Have you ever heard the argument that the Bible’s moral laws are not relative to us because the same law also forbids wearing a garment of two kinds of fabric? Some people say that the Bible’s rules against things like sexual sins should not be taken seriously since the Mosaic Law also forbids eating shellfish and wearing clothes of two different fabrics.  But dismissing the Bible that way also dismisses all of its rules, like rules against murder, theft, and child sacrifice. Would you dismiss child sacrifice just because of prohibitions against shellfish?

 

Of the many rules and regulations in the Old Testament, some seem to us to be irrelevant to us.
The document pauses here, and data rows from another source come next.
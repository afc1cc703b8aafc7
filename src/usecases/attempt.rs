//! State of one Attempt: the original request, the material gathered so far and
//! the phase of the dispatch -> pending -> resolve -> re-dispatch cycle.
//!
//! Every event and collection outcome is checked against the current phase.
//! Anything that does not fit is a [`ProtocolViolation`] and leaves state untouched.

use crate::domain::{
    CollectionOutcome, CryptoInputItem, CryptoInputMaterial, EventKind, ExecutorEvent,
    ProtocolViolation, RequestCode, RequiredInput,
};
use crate::usecases::input_resolver::route;
use std::sync::Arc;

#[derive(Debug, Clone, Copy, PartialEq, Eq)]
pub enum Phase {
    Dispatching { submission: u64 },
    AwaitingEvent { submission: u64 },
    PendingInput(RequiredInput),
    AwaitingCollection(RequestCode),
    Terminal,
}

impl Phase {
    pub fn name(&self) -> &'static str {
        match self {
            Phase::Dispatching { .. } => "dispatching",
            Phase::AwaitingEvent { .. } => "awaiting event",
            Phase::PendingInput(_) => "pending input",
            Phase::AwaitingCollection(_) => "awaiting collection",
            Phase::Terminal => "terminal",
        }
    }
}

/// What a valid collection outcome leads to.
#[derive(Debug, Clone, Copy, PartialEq, Eq)]
pub enum Resumption {
    /// Material grew by one item; re-dispatch the same request.
    Redispatch,
    Cancelled,
}

pub struct Attempt<R> {
    id: u64,
    request: Arc<R>,
    material: CryptoInputMaterial,
    phase: Phase,
    submissions: u64,
}

impl<R> Attempt<R> {
    /// An Attempt whose first submission has already been handed to the executor.
    pub fn submitted(id: u64, request: Arc<R>, material: CryptoInputMaterial) -> Self {
        Self {
            id,
            request,
            material,
            phase: Phase::AwaitingEvent { submission: 1 },
            submissions: 1,
        }
    }

    pub fn id(&self) -> u64 {
        self.id
    }

    pub fn request(&self) -> &Arc<R> {
        &self.request
    }

    pub fn material(&self) -> &CryptoInputMaterial {
        &self.material
    }

    pub fn phase(&self) -> Phase {
        self.phase
    }

    /// Number of executor submissions so far, the first one included.
    pub fn submissions(&self) -> u64 {
        self.submissions
    }

    /// Unwrap an event if it belongs to the submission we are waiting on.
    ///
    /// Each submission reports on its own channel, so a superseded sink is
    /// normally disconnected before anything it sends gets here. The submission
    /// check still holds for events handed over directly.
    pub fn accept_event<S>(
        &mut self,
        event: ExecutorEvent<S>,
    ) -> Result<EventKind<S>, ProtocolViolation> {
        match self.phase {
            Phase::AwaitingEvent { submission } if submission == event.submission => {
                Ok(event.kind)
            }
            Phase::AwaitingEvent { submission } => Err(ProtocolViolation::StaleSubmission {
                attempt: self.id,
                expected: submission,
                received: event.submission,
            }),
            phase => Err(ProtocolViolation::UnexpectedEvent {
                attempt: self.id,
                phase: phase.name(),
            }),
        }
    }

    /// The executor asked for `required`. Nothing has been routed yet.
    pub fn await_input(&mut self, required: RequiredInput) {
        self.phase = Phase::PendingInput(required);
    }

    /// Route the pending input to its collaborator. Returns what to collect and
    /// the request code the outcome must come back under.
    pub fn begin_collection(&mut self) -> Result<(RequiredInput, RequestCode), ProtocolViolation> {
        let Phase::PendingInput(required) = self.phase else {
            return Err(ProtocolViolation::NothingPending {
                attempt: self.id,
                phase: self.phase.name(),
            });
        };
        let code = route(&required).request_code();
        self.phase = Phase::AwaitingCollection(code);
        Ok((required, code))
    }

    pub fn accept_collection(
        &mut self,
        code: RequestCode,
        outcome: CollectionOutcome<CryptoInputItem>,
    ) -> Result<Resumption, ProtocolViolation> {
        match self.phase {
            Phase::AwaitingCollection(expected) if expected == code => {}
            phase => {
                return Err(ProtocolViolation::UnexpectedCollection {
                    attempt: self.id,
                    code,
                    phase: phase.name(),
                });
            }
        }

        match outcome {
            CollectionOutcome::Obtained(item) => {
                self.material.push(item);
                self.submissions += 1;
                self.phase = Phase::Dispatching {
                    submission: self.submissions,
                };
                Ok(Resumption::Redispatch)
            }
            CollectionOutcome::Cancelled => {
                self.phase = Phase::Terminal;
                Ok(Resumption::Cancelled)
            }
        }
    }

    /// The re-dispatch in `Dispatching` reached the executor.
    pub fn redispatched(&mut self) {
        if let Phase::Dispatching { submission } = self.phase {
            self.phase = Phase::AwaitingEvent { submission };
        }
    }

    pub fn terminate(&mut self) {
        self.phase = Phase::Terminal;
    }
}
The modern world no longer has need for quarantining those with skin diseases. Because we fully cook our meat, we have no need for the dietary restrictions listed in the Old Testament. And there are many such laws we ignore.

 

But dismissing all of the law, including the moral code, is foolish when you realize what the law was really doing. Certainly, the judicial laws and ceremonial laws do not apply, but were applicable only to Israel as a special nation. And that’s the point. God was creating a special and unique nation of people in the desert. Their rules and laws were designed to be a witness to the uniqueness of the God that Israel served. And, the same is true with the moral law, except that the moral law still applies to all of us.

 

The moral law also sets us apart as a unique people of God. The world may look in and see a people of moral distinction, unlike the rest of the world. And with Jesus as our Savior, we have someone who has fulfilled the moral law and our behalf and died for our infractions of the moral law.

 

How is your life unique to the world around you? Do people who know you see a difference in you that you can ascribe to God’s goodness?

 

Memory Verse

 

“I am the Lord your God; consecrate yourselves and be holy, because I am holy” (Leviticus 11:44).

 

Application

 

As you look at your life, do you see areas where you are compromising your morals, whether in what you say, or do, or watch, or act? Set yourself apart to God as someone unique because of his work in you. Let your witness be unstained by moral failures. And if you fail, immediately take that failure to God who forgives all our sin.